• Exercise goal
What is the number of lines in the records below holding the string "contents"? Reply with it and nothing else.

──────────

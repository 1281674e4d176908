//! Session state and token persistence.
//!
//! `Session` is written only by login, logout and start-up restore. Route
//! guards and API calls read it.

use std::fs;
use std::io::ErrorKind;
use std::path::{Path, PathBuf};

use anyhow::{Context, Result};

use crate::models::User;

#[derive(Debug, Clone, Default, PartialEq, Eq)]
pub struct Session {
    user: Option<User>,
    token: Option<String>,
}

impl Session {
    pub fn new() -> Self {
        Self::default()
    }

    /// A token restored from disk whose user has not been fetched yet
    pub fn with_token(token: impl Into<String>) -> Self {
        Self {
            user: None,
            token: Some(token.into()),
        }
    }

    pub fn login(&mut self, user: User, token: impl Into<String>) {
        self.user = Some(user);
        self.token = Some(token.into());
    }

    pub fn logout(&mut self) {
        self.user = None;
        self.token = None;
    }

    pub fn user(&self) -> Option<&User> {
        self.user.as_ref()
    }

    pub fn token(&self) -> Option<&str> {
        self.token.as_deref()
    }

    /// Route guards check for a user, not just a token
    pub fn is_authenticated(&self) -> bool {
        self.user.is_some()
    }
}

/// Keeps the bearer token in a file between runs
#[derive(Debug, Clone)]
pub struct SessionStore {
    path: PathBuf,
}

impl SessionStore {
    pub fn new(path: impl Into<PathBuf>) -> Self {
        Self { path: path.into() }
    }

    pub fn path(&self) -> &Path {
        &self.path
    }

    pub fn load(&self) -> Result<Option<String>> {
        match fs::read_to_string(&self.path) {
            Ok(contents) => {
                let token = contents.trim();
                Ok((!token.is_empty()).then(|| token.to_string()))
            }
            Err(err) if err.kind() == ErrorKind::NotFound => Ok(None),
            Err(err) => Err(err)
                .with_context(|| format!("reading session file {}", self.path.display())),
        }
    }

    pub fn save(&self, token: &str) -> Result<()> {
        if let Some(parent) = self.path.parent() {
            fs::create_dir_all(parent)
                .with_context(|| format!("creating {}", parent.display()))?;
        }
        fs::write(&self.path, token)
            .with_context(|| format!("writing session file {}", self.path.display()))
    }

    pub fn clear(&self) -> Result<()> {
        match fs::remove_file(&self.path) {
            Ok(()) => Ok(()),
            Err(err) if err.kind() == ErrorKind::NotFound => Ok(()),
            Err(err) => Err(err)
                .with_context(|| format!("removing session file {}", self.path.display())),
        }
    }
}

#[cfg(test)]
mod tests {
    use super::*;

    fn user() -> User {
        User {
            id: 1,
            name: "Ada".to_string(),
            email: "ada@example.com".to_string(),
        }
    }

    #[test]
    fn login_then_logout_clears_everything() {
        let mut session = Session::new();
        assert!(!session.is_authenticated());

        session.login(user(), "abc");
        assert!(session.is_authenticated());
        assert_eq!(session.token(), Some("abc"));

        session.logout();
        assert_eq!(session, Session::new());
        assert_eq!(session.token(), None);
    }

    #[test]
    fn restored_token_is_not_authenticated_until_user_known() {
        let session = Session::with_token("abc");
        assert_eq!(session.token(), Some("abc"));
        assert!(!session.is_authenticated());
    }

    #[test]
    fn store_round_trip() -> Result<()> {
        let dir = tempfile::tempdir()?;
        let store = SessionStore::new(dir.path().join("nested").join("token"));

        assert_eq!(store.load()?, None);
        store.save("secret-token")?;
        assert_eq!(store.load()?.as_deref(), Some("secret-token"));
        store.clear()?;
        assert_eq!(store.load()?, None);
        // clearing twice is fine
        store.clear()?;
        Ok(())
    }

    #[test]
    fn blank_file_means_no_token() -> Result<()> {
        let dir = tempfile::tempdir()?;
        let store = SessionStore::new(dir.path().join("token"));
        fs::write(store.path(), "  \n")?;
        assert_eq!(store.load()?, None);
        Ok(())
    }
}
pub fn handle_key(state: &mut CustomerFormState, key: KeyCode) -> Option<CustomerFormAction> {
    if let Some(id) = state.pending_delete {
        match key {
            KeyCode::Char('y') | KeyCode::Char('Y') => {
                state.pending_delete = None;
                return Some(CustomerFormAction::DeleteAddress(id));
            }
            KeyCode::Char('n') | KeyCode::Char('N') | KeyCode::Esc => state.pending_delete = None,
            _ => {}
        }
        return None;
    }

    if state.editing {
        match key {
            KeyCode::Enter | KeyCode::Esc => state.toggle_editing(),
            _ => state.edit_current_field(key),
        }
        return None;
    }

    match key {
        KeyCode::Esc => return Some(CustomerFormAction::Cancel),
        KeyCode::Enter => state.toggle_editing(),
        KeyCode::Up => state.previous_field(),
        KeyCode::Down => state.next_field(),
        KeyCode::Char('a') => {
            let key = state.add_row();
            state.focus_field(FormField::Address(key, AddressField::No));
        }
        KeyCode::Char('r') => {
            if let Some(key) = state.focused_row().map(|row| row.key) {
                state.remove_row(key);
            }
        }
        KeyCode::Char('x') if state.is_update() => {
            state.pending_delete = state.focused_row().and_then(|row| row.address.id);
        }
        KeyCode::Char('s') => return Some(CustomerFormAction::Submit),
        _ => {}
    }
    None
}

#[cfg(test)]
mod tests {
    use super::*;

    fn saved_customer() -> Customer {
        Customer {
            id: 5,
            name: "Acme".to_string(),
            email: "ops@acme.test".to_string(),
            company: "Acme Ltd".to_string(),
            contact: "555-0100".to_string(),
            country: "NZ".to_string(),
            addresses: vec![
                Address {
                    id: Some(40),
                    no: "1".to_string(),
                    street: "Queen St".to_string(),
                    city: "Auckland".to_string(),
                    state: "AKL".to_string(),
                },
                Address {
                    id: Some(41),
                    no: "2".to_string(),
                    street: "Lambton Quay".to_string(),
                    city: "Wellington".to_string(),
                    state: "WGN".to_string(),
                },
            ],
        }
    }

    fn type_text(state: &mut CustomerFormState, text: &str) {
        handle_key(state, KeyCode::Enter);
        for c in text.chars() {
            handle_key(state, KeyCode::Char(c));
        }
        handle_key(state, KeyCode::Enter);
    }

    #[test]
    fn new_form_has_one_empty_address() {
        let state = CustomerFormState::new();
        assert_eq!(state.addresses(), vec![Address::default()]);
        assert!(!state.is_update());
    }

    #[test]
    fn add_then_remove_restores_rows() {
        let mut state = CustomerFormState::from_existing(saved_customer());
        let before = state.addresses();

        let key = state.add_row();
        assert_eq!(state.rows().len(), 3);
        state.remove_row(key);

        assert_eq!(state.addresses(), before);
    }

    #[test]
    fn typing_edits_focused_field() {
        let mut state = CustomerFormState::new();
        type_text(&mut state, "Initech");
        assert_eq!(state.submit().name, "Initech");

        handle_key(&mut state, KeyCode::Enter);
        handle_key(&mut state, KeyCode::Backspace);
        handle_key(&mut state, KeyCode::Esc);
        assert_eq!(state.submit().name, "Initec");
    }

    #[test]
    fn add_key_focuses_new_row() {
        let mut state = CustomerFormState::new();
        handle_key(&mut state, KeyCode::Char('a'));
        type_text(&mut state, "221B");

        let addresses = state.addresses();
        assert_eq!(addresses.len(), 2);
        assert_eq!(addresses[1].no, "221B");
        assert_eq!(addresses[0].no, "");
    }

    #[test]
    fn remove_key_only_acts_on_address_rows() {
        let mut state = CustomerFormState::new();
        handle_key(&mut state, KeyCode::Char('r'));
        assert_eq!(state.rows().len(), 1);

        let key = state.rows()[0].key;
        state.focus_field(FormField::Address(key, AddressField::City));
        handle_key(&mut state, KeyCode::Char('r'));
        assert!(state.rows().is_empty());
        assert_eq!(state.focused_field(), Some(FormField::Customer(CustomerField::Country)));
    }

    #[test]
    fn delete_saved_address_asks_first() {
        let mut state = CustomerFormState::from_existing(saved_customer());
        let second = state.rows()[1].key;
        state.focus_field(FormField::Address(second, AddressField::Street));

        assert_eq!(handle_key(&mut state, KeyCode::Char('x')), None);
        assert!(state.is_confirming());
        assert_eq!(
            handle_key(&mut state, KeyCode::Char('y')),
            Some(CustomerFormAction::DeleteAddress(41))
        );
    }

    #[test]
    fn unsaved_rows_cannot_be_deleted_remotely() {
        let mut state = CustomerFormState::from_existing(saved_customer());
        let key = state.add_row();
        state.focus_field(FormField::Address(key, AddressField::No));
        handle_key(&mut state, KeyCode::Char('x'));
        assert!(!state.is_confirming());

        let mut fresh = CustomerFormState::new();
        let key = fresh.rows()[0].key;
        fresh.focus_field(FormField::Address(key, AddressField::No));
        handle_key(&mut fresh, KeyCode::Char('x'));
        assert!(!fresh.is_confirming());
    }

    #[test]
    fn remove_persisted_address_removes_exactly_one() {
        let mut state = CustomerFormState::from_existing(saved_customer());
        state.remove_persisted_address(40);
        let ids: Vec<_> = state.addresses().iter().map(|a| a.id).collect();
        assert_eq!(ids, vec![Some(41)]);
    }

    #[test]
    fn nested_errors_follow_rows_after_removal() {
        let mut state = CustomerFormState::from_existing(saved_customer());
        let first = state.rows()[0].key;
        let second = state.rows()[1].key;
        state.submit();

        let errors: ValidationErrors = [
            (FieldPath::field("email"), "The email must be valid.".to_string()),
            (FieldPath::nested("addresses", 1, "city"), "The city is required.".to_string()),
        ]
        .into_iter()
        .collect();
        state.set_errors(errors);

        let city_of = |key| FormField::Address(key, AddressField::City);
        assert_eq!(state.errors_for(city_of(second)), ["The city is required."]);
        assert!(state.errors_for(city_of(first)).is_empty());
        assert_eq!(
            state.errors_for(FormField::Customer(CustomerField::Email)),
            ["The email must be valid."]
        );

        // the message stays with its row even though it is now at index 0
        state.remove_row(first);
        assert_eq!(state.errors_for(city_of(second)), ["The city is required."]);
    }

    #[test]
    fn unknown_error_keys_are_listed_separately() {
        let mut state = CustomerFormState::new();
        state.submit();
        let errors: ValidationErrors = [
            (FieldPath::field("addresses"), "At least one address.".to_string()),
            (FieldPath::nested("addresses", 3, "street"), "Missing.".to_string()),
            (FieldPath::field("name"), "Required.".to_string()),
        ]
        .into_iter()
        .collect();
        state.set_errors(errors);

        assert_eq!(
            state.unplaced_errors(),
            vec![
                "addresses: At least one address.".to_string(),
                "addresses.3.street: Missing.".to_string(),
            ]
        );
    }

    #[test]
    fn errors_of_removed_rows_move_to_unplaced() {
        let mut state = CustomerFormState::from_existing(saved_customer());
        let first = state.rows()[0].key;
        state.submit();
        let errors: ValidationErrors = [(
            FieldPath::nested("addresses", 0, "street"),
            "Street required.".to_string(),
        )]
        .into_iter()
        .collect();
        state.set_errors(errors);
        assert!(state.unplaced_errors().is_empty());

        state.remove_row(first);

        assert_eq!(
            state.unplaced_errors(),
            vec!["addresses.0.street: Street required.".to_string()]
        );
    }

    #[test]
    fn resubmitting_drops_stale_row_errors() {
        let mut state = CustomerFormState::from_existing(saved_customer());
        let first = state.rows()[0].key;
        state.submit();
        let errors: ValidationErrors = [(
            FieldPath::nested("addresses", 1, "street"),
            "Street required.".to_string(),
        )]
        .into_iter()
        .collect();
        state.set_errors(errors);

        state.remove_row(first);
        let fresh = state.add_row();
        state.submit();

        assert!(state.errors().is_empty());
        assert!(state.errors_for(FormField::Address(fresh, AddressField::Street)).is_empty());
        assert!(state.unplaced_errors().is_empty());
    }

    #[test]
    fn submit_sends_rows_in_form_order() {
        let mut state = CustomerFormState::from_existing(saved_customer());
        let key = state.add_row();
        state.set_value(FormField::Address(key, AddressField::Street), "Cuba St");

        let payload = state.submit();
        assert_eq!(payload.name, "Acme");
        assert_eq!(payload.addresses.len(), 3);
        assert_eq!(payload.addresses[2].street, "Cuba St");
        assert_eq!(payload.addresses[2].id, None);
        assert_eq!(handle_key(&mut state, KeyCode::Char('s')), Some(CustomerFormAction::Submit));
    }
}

──────────

• Answer section
2